TASK TO COMPLETE:
Every line below that holds the string "windows" must be copied.

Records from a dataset
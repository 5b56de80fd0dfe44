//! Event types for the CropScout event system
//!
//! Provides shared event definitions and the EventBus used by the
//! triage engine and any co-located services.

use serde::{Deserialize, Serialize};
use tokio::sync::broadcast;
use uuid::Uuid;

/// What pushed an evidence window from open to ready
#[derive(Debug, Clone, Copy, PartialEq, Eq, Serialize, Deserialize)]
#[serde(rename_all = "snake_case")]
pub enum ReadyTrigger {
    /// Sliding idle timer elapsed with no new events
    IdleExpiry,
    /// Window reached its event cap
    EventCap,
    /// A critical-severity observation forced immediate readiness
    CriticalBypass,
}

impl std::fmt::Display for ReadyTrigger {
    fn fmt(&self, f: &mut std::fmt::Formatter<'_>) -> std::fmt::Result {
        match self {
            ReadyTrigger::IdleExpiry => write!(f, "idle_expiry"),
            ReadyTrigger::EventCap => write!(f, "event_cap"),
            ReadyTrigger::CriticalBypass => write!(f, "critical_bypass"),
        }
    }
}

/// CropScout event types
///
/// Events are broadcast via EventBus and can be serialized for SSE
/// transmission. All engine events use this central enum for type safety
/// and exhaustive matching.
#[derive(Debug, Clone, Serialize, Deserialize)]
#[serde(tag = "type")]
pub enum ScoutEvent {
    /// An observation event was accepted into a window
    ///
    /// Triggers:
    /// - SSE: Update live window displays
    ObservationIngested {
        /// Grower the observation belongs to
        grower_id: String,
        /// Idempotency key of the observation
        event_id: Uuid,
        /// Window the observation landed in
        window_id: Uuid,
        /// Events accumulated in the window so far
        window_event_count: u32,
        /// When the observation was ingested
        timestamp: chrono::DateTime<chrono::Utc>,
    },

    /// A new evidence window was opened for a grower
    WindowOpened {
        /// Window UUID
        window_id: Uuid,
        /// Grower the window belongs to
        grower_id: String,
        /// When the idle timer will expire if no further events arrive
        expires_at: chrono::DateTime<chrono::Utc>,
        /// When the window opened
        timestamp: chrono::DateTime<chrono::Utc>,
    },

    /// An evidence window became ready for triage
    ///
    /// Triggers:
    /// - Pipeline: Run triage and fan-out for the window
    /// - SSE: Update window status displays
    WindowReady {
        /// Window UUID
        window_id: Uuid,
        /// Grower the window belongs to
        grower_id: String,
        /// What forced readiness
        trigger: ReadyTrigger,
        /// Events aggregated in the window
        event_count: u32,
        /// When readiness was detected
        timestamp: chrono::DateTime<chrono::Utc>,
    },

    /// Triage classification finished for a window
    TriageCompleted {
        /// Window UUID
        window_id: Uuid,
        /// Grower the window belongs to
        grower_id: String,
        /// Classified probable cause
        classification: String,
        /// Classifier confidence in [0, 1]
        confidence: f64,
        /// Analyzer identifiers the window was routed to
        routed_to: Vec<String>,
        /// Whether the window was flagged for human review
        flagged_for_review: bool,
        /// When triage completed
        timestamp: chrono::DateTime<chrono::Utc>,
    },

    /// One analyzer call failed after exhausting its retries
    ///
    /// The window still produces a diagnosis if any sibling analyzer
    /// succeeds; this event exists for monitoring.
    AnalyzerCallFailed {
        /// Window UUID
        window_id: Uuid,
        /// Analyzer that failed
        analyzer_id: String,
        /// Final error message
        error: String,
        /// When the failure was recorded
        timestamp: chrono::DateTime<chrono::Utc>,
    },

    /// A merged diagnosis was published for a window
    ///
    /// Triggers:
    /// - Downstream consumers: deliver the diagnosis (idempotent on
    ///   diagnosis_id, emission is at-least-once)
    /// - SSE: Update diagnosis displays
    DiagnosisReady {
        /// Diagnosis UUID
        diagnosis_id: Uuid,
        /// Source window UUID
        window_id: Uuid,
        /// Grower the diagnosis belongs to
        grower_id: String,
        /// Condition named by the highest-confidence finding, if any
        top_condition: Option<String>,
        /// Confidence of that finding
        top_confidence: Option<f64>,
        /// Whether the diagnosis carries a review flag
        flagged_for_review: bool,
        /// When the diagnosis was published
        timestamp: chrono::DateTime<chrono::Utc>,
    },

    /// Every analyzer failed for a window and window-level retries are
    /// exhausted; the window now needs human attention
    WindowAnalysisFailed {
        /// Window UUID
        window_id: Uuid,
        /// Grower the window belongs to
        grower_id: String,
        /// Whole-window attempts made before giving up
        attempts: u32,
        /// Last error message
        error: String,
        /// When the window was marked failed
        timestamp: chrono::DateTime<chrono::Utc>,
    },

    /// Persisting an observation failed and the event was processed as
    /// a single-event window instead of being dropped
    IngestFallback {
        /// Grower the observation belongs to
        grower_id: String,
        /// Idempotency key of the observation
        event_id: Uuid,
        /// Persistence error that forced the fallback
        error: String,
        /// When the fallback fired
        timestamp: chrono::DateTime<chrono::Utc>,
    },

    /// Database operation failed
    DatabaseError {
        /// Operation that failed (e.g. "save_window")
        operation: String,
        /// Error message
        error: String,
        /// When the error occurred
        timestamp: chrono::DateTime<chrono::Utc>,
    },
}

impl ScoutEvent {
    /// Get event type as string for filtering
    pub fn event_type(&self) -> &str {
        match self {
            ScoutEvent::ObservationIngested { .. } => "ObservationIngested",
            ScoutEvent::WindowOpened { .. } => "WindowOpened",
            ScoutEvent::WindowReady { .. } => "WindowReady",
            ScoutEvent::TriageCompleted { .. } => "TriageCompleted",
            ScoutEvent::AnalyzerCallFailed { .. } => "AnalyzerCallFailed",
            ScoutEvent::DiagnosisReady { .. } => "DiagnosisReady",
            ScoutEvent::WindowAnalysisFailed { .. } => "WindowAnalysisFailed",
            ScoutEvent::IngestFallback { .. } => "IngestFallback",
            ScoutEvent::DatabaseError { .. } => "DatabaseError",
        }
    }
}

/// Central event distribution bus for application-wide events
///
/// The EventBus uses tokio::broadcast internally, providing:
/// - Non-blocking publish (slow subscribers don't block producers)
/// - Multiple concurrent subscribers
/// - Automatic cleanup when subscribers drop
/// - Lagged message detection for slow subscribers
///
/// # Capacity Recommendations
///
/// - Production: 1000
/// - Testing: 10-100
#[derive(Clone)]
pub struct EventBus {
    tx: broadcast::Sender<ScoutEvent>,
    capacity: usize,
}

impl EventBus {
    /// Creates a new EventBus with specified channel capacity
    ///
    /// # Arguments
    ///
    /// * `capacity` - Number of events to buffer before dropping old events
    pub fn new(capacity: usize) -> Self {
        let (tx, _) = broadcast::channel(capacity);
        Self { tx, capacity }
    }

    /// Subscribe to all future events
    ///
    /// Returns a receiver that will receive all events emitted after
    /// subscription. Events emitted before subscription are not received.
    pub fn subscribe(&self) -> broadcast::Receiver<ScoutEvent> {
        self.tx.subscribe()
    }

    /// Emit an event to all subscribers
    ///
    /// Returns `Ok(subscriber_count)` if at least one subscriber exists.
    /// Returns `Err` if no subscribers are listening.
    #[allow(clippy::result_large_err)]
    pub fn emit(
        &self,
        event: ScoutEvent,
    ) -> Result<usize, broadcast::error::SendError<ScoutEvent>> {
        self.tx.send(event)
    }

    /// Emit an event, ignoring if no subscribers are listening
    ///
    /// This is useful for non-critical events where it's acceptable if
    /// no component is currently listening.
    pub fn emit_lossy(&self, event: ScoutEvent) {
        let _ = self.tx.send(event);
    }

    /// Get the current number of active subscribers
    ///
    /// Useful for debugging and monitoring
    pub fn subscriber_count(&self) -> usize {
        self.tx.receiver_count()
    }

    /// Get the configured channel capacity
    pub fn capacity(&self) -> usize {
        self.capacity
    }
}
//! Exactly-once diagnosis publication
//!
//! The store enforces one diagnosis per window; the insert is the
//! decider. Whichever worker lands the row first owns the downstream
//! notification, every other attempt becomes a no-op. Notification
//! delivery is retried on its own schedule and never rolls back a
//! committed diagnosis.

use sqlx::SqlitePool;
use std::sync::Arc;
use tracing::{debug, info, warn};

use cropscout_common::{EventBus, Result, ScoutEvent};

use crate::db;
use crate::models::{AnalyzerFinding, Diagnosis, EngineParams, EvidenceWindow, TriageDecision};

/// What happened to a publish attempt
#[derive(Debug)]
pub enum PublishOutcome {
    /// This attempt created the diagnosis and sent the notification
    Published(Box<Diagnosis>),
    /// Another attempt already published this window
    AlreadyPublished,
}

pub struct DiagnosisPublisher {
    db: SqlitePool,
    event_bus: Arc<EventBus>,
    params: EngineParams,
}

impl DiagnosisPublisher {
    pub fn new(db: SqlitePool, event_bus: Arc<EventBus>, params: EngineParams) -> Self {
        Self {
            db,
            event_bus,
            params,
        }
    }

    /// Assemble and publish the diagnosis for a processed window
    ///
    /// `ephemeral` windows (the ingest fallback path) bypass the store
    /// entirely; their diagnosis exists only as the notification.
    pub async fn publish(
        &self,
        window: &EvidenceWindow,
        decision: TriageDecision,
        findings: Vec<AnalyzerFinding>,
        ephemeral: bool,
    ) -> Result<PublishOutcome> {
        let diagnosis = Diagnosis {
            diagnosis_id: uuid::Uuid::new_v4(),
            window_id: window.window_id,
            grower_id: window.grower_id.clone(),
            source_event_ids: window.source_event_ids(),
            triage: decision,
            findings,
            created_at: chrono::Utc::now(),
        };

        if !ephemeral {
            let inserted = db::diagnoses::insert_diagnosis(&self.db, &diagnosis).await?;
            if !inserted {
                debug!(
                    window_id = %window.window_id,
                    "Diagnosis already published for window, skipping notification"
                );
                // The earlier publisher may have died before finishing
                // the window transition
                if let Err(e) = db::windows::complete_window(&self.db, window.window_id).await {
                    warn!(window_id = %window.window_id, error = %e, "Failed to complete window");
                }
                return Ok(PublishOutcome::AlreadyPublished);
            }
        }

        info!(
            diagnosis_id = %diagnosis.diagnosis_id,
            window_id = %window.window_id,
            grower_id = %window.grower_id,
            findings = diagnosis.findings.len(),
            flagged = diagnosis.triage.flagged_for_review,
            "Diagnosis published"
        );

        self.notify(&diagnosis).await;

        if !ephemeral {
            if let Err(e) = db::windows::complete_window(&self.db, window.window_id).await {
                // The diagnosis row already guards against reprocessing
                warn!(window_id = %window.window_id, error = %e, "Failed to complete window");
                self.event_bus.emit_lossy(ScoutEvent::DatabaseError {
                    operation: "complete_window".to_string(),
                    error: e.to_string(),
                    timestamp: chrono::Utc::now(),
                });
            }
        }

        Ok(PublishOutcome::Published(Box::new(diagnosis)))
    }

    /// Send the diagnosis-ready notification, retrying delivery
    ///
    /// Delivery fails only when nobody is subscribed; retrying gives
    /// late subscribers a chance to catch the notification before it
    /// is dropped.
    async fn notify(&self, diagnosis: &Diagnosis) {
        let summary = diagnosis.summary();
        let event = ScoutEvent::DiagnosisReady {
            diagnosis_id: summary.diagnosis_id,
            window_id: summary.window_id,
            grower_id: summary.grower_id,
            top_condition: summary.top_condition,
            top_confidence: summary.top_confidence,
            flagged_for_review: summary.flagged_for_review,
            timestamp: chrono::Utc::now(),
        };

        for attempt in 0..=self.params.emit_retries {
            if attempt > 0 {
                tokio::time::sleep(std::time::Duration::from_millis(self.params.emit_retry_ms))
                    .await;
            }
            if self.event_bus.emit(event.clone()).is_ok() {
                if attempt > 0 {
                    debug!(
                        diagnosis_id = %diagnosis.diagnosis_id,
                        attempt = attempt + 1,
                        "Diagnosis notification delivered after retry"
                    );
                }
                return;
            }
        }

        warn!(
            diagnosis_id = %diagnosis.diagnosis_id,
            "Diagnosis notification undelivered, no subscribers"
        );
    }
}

YOUR RESPONSE:
    /// `ephemeral` windows (the ingest fallback path) bypass the store
                if let Err(e) = db::windows::complete_window(&self.db, window.window_id).await {
            if let Err(e) = db::windows::complete_window(&self.db, window.window_id).await {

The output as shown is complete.